** DATASET ENTRIES follows **
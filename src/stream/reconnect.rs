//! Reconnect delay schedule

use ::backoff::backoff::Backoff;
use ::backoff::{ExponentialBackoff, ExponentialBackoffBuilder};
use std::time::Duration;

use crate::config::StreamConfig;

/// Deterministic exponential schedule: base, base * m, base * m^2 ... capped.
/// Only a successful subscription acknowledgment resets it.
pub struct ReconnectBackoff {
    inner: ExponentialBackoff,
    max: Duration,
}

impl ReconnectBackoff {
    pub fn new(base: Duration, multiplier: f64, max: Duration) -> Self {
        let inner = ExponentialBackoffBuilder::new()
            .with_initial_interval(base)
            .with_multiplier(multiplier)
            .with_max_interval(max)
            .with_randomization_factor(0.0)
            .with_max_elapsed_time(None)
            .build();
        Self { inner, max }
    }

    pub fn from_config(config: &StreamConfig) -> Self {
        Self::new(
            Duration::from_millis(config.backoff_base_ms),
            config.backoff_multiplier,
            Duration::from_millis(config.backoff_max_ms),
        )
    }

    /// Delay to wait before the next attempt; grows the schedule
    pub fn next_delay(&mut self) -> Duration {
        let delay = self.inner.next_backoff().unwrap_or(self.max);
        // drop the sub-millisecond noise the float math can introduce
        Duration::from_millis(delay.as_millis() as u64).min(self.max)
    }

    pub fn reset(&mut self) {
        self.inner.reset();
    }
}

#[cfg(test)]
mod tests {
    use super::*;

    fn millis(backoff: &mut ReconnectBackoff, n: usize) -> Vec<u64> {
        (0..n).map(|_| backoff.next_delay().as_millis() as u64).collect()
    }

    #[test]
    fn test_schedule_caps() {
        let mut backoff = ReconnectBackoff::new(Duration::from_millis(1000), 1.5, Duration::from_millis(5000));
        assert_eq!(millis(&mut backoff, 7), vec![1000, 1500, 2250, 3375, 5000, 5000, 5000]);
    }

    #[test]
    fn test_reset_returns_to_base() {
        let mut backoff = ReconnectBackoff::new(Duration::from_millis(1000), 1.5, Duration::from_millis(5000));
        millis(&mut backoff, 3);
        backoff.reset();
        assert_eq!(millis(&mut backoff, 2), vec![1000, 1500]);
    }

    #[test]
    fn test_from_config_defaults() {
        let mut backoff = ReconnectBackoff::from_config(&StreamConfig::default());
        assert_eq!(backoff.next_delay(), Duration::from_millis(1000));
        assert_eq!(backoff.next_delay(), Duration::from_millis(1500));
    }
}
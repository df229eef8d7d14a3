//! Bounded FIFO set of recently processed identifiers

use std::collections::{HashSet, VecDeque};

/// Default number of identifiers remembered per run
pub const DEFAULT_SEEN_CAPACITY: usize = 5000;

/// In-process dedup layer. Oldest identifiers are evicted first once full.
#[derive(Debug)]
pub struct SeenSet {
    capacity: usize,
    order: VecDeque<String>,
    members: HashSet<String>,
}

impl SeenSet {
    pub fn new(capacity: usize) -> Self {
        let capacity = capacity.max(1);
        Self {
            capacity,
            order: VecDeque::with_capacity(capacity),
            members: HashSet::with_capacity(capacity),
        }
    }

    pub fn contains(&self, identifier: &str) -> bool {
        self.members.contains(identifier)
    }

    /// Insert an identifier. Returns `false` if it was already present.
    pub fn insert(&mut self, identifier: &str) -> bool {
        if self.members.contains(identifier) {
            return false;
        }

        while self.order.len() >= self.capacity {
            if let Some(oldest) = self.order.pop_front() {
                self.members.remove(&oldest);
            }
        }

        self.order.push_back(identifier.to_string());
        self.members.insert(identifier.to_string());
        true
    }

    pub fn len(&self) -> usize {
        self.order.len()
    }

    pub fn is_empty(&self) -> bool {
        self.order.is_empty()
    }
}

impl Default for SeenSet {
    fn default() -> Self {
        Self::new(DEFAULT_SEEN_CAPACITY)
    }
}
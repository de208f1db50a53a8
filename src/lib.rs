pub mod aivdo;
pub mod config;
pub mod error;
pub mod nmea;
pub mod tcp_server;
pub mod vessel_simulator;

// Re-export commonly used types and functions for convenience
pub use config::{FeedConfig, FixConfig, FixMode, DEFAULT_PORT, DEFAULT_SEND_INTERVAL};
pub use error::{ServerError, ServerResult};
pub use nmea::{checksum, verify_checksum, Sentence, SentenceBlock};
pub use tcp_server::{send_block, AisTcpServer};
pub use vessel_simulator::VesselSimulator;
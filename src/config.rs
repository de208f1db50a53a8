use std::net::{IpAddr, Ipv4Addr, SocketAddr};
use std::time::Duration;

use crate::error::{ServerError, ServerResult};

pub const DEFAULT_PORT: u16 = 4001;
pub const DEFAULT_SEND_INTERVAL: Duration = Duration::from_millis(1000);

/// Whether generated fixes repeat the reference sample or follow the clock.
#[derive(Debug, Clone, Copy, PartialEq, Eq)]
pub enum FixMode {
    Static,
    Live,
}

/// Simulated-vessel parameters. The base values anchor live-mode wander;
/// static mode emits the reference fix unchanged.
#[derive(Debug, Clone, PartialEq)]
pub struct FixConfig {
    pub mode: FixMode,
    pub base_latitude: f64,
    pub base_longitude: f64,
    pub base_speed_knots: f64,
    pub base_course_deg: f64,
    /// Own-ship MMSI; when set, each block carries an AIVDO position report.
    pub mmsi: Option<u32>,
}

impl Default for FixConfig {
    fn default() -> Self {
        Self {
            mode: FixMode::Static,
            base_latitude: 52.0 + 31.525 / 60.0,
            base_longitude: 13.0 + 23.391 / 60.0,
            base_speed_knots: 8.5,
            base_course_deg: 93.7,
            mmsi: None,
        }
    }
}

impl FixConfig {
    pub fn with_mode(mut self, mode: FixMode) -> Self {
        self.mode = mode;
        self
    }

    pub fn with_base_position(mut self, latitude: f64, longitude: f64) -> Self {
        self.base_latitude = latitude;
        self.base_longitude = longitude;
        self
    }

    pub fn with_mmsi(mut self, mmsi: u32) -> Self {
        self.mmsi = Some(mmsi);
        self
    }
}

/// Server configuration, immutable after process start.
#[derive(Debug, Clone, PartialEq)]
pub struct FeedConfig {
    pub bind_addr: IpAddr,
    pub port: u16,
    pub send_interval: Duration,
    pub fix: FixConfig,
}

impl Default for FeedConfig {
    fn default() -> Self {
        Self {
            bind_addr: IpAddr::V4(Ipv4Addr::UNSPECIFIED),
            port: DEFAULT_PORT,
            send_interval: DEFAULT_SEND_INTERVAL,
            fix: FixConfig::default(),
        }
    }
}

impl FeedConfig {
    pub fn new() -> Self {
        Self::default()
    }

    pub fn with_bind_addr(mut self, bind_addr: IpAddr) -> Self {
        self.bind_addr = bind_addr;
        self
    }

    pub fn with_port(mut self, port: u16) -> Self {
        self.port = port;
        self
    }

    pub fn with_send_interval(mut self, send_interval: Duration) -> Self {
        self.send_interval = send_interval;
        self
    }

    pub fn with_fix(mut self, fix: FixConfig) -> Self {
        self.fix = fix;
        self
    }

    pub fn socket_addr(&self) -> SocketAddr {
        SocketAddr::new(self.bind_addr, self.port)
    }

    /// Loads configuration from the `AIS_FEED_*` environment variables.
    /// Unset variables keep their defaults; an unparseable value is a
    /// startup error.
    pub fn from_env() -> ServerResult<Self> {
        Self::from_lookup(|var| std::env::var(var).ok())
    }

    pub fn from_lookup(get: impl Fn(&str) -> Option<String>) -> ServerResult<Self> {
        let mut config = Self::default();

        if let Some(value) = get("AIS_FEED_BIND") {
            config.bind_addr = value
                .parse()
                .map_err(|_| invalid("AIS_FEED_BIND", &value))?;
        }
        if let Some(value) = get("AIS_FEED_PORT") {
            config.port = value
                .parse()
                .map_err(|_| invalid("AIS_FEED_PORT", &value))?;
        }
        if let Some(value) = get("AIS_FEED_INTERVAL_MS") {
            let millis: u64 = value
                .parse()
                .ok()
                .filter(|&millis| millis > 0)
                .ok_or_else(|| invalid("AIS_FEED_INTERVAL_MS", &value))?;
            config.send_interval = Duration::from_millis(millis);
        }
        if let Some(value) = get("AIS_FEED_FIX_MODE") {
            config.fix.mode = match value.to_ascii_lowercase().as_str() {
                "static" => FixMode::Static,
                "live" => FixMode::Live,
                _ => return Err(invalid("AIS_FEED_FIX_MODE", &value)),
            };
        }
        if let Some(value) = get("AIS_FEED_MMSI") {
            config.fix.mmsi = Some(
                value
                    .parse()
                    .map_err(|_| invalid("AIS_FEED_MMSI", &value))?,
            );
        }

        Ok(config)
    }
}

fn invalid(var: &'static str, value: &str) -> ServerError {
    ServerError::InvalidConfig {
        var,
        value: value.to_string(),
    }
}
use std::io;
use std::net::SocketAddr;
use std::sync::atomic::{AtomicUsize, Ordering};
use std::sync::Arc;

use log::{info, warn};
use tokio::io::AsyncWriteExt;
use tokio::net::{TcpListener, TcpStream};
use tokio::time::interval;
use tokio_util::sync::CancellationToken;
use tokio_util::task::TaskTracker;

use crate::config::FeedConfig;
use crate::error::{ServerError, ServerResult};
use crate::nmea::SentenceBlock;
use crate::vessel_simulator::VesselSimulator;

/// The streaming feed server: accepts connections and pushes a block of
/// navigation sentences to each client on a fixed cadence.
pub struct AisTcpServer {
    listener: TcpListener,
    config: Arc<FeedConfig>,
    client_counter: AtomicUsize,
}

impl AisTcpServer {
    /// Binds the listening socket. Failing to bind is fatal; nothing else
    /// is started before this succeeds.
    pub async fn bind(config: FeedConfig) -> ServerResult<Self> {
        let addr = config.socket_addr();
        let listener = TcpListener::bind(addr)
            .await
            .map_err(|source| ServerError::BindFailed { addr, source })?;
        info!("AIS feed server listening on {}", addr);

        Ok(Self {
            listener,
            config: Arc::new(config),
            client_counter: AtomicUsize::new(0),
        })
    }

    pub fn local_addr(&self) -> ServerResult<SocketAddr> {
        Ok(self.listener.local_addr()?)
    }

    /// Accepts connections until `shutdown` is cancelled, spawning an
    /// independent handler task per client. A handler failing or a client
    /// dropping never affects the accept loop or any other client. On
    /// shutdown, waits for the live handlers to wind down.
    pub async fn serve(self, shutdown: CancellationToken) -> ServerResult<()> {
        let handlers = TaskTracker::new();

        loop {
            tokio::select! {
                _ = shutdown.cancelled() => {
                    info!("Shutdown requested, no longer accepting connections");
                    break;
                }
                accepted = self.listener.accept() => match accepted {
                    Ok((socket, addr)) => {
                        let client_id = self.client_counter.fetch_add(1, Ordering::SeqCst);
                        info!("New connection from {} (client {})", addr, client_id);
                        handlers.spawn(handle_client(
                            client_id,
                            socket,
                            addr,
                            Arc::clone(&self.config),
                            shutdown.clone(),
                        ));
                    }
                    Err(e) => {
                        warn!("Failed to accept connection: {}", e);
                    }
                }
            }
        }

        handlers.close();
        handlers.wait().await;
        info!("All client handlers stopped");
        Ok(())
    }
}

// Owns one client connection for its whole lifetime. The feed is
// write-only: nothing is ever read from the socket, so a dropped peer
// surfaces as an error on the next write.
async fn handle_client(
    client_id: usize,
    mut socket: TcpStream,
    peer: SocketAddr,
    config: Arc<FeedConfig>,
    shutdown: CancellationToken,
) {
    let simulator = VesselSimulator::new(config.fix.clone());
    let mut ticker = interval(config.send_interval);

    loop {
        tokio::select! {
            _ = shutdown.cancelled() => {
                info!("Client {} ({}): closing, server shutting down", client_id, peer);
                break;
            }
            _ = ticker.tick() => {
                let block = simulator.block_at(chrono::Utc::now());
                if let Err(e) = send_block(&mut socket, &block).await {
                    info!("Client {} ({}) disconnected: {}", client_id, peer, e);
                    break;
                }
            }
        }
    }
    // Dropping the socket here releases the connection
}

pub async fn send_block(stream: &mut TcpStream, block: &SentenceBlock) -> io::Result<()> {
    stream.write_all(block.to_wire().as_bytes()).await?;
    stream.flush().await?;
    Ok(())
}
** End of DATASET ENTRIES **
** DATASET ENTRIES follows **
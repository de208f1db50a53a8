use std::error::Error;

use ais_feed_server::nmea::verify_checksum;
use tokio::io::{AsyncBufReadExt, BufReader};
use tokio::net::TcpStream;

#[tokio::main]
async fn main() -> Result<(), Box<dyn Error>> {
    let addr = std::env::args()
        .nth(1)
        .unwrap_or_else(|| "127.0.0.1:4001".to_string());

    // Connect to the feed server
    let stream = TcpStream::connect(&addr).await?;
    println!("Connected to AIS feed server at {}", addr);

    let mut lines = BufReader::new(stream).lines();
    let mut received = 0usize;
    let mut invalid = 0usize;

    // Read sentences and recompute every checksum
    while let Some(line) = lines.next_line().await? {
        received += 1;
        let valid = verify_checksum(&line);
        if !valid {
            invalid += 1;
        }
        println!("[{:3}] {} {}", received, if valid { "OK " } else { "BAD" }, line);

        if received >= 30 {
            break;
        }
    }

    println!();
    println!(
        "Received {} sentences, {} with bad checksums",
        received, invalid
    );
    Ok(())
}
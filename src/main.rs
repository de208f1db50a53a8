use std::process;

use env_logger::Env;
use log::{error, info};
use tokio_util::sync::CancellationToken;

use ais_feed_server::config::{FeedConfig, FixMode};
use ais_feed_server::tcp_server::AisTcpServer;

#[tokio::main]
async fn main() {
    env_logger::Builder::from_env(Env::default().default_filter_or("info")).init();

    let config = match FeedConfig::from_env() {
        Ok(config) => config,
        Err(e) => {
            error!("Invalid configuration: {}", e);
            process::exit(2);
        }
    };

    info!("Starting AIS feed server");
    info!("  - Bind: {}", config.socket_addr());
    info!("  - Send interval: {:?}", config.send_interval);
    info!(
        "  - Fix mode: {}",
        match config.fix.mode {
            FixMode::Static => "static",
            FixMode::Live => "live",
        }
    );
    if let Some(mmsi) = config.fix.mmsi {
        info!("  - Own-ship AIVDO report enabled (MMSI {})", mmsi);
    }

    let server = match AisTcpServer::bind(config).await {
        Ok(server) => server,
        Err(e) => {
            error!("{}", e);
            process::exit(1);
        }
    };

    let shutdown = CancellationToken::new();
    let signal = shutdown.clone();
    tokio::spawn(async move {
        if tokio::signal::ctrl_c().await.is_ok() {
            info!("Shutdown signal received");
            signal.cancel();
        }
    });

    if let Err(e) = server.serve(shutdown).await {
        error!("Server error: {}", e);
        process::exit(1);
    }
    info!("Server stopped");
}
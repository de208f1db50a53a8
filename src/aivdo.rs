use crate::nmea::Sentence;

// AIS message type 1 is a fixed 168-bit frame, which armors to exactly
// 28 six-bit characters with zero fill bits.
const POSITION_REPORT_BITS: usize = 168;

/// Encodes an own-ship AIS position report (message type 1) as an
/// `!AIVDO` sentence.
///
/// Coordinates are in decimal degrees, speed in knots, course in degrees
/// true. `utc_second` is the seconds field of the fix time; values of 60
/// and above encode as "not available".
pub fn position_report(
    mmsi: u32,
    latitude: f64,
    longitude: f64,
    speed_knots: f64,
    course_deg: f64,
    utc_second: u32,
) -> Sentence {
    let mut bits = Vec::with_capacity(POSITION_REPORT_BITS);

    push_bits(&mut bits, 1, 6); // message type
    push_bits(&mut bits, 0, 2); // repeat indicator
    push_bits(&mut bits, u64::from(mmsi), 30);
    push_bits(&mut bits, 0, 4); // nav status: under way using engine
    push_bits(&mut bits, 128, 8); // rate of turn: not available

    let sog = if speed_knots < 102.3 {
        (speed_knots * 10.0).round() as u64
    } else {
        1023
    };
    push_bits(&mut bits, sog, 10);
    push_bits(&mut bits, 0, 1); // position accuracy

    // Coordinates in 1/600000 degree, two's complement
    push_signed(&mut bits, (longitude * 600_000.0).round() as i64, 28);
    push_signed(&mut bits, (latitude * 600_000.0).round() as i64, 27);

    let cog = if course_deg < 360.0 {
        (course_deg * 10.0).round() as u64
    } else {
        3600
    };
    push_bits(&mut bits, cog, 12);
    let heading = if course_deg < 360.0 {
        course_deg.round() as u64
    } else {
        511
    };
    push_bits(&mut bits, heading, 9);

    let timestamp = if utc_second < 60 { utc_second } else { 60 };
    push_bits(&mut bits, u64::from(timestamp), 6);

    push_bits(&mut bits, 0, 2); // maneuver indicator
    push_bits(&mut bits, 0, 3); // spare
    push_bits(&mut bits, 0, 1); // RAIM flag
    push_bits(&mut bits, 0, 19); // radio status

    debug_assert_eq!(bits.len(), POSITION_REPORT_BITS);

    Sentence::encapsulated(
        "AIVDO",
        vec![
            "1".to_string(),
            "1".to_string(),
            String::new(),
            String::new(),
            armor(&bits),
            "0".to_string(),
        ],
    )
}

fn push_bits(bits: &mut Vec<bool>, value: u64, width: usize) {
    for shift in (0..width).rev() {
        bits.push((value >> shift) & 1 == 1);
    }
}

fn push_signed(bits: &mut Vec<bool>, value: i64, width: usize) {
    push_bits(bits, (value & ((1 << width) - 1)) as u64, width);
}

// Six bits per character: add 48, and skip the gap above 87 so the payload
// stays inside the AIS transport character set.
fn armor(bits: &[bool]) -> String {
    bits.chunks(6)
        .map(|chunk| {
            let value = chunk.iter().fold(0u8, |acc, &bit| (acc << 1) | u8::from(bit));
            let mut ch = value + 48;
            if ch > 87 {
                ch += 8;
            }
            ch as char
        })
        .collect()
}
** End of DATASET ENTRIES **
** DATASET ENTRIES follows **
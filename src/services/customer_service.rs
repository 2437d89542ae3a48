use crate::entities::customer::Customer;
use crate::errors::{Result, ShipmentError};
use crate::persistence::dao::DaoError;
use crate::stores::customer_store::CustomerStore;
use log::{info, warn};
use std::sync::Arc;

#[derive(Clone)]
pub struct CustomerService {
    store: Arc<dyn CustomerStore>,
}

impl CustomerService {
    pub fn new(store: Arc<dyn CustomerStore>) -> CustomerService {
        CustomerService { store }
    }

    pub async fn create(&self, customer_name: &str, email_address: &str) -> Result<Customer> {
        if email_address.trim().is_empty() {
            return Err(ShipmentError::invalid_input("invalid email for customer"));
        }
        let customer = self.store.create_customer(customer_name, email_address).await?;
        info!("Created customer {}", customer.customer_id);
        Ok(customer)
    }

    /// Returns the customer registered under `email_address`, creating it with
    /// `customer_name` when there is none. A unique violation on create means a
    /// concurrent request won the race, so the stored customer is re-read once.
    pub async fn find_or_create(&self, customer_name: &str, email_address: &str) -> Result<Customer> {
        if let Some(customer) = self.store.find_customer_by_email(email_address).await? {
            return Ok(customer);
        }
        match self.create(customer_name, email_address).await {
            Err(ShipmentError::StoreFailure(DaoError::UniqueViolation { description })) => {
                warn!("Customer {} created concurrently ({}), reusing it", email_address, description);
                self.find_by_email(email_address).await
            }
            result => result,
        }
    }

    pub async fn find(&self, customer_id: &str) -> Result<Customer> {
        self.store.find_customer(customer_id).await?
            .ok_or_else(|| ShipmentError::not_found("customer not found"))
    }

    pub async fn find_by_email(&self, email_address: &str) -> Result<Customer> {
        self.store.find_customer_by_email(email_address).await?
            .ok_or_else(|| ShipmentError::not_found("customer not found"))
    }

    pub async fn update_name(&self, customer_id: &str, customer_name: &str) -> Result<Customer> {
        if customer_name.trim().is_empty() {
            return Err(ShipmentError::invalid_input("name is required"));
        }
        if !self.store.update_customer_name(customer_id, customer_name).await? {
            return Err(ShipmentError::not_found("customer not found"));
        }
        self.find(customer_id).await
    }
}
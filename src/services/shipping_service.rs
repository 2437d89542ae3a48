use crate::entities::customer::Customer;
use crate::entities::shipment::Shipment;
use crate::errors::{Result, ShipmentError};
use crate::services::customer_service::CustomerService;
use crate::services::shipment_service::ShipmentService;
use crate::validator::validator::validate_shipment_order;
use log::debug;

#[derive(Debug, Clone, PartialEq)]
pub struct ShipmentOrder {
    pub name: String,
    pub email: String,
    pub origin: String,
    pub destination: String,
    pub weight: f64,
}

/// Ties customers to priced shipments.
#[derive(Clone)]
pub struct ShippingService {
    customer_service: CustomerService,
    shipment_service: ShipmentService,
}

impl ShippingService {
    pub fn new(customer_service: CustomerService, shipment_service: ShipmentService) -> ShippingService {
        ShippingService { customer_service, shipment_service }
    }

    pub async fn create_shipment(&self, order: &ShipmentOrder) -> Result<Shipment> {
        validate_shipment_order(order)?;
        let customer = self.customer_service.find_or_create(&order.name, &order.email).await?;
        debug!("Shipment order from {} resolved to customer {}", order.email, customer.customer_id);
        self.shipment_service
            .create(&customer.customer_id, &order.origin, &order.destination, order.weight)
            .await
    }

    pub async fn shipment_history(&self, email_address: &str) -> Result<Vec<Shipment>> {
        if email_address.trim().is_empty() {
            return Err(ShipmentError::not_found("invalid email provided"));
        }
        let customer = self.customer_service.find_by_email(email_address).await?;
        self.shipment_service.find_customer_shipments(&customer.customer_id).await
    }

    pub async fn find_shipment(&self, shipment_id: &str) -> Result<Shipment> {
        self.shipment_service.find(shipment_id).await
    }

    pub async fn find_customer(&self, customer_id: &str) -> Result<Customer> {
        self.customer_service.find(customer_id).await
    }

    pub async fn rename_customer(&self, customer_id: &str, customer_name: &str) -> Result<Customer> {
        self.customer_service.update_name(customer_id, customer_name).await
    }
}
** End of DATASET ENTRIES **
Consider the entries above and return each line with the string "values".

> EXPECTED ANSWER
/// Simulated-vessel parameters. The base values anchor live-mode wander;
/// true. `utc_second` is the seconds field of the fix time; values of 60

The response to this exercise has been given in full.